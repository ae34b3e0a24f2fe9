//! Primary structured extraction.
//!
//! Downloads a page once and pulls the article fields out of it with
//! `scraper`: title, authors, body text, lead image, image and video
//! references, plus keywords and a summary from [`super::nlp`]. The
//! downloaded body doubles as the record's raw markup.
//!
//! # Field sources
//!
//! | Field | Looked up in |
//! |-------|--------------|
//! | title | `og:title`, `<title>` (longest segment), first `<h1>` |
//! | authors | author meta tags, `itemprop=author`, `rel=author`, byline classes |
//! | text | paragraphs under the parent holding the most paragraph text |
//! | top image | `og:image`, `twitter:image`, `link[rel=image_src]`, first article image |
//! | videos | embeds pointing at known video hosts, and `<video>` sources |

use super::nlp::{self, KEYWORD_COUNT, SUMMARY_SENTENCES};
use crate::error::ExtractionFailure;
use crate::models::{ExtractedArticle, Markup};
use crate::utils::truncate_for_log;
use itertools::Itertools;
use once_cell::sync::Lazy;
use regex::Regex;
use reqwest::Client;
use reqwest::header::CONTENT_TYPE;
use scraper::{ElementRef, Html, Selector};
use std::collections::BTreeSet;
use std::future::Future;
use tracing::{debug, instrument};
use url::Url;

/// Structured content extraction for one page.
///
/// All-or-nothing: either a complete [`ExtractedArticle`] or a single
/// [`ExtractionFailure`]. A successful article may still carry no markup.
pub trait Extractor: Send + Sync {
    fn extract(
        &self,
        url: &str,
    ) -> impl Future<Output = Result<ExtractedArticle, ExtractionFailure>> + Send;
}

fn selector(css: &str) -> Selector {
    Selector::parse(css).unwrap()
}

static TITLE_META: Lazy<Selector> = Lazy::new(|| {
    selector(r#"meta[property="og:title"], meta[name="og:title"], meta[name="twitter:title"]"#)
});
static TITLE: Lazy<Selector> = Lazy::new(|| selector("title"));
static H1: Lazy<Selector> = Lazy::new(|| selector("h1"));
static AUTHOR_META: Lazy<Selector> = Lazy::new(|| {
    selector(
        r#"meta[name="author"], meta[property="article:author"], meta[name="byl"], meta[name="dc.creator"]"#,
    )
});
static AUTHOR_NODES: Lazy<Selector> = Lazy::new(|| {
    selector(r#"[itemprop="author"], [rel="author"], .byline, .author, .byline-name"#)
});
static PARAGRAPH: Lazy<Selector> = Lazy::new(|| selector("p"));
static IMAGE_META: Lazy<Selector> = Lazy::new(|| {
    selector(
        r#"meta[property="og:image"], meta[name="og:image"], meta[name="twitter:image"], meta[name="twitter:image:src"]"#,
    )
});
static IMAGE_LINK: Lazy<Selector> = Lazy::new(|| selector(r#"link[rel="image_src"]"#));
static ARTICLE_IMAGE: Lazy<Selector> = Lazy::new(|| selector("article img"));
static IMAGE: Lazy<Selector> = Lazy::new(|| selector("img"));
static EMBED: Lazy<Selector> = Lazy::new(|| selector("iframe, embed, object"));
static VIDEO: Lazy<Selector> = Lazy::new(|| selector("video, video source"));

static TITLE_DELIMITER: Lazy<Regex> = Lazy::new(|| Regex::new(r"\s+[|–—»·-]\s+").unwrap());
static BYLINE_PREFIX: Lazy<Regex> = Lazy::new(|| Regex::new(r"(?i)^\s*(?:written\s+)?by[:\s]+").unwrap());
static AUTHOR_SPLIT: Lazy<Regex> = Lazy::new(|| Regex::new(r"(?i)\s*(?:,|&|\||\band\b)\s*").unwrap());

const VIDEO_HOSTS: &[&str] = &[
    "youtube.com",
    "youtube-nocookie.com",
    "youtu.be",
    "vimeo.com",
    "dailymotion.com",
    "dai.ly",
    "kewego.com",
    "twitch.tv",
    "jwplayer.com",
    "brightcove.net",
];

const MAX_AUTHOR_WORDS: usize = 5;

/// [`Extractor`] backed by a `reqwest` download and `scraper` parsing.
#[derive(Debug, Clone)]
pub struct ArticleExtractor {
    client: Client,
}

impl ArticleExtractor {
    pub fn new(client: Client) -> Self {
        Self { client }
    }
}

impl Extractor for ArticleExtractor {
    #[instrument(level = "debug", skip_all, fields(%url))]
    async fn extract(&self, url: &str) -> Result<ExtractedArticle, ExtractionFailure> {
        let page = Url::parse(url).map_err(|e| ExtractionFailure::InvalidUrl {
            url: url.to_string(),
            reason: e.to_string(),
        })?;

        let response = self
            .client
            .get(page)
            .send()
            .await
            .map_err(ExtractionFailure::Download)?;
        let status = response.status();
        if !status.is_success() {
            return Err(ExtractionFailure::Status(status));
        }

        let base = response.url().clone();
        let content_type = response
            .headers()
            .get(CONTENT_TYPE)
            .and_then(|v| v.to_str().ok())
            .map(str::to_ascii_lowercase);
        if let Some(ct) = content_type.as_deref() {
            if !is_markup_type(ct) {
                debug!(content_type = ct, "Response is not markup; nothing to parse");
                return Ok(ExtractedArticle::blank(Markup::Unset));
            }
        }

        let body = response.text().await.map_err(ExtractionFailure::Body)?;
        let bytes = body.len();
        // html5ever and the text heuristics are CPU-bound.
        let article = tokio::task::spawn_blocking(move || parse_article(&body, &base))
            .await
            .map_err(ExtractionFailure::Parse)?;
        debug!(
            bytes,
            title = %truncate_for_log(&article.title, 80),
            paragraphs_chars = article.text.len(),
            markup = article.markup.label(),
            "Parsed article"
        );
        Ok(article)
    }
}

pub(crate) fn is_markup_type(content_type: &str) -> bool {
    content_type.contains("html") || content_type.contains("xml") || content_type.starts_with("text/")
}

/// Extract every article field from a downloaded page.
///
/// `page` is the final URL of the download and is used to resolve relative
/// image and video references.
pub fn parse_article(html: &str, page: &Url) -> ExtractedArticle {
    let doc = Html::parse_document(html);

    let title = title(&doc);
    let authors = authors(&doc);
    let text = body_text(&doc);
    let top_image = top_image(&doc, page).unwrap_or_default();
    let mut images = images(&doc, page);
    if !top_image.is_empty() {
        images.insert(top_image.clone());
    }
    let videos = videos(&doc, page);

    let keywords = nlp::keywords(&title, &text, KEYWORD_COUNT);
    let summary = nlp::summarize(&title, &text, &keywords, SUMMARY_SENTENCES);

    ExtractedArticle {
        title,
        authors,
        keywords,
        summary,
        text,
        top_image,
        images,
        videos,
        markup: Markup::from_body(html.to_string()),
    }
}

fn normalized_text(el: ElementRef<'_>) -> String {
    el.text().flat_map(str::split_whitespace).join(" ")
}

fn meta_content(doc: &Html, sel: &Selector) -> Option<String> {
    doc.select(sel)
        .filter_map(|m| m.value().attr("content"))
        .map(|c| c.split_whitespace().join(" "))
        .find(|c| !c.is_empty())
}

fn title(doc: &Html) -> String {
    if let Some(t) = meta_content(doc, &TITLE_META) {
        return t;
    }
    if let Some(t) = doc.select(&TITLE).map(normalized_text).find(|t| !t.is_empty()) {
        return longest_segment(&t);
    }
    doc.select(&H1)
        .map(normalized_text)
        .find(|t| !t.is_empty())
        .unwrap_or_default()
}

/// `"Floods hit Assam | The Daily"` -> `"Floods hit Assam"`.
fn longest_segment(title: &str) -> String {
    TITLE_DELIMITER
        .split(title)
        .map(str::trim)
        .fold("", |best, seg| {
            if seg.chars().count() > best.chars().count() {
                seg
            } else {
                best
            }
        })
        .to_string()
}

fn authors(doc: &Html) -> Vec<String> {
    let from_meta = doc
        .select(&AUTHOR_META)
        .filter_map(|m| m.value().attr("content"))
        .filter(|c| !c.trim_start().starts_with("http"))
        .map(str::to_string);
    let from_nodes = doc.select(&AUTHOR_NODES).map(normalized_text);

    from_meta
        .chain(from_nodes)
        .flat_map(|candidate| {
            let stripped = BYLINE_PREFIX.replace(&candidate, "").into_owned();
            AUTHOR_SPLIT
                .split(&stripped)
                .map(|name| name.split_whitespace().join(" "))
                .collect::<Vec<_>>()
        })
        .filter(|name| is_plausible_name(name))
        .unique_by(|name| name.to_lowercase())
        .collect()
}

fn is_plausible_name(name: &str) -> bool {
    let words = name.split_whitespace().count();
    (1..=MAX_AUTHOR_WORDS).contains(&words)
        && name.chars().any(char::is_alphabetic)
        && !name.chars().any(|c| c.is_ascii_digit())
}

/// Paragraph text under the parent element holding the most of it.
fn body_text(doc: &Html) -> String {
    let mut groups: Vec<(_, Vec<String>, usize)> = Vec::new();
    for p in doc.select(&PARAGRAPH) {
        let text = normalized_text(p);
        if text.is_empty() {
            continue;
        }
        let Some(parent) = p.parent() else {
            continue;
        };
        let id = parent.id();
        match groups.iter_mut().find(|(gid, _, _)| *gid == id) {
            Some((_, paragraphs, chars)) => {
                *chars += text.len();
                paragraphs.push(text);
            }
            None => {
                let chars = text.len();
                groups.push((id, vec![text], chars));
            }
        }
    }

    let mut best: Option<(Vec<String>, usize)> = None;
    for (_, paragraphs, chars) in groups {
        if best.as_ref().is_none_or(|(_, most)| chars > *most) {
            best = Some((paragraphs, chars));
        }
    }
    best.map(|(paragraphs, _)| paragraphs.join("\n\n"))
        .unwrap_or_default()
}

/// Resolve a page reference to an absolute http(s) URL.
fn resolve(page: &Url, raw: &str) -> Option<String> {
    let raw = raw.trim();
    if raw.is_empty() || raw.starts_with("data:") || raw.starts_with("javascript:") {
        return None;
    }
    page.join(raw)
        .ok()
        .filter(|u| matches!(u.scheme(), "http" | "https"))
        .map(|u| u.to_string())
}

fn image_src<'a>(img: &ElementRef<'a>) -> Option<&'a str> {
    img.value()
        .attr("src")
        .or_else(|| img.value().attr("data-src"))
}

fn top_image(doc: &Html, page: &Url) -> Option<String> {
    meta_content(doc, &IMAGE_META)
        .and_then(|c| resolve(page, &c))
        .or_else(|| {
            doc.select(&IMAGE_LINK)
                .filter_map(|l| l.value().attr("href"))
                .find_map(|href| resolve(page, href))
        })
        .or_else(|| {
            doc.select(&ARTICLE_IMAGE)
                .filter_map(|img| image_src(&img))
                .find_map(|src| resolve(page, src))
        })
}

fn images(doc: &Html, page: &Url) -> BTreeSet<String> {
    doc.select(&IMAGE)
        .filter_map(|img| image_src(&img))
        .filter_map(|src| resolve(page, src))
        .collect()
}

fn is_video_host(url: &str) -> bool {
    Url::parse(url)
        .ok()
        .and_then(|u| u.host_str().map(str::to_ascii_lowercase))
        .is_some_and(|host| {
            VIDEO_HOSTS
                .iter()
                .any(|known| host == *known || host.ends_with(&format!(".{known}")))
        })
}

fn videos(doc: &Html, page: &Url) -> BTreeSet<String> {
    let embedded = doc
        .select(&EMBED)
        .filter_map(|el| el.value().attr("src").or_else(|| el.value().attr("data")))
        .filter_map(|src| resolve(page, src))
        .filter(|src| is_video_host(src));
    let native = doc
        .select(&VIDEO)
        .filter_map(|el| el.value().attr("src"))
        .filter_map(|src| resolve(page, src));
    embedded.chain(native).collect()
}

□ □ □ □ □ □ □

WHAT THE EXERCISE ASKS: Would you please reproduce the records above exactly, only from their first line through the line holding "Looked up in |", with both ends included?

RESPONSE BOX:
repository ae34b3e0a24f2fe9
//! Primary structured extraction.
//!
//! Downloads a page once and pulls the article fields out of it with
//! `scraper`: title, authors, body text, lead image, image and video
//! references, plus keywords and a summary from [`super::nlp`]. The
//! downloaded body doubles as the record's raw markup.
//!
//! # Field sources
//!
//! | Field | Looked up in |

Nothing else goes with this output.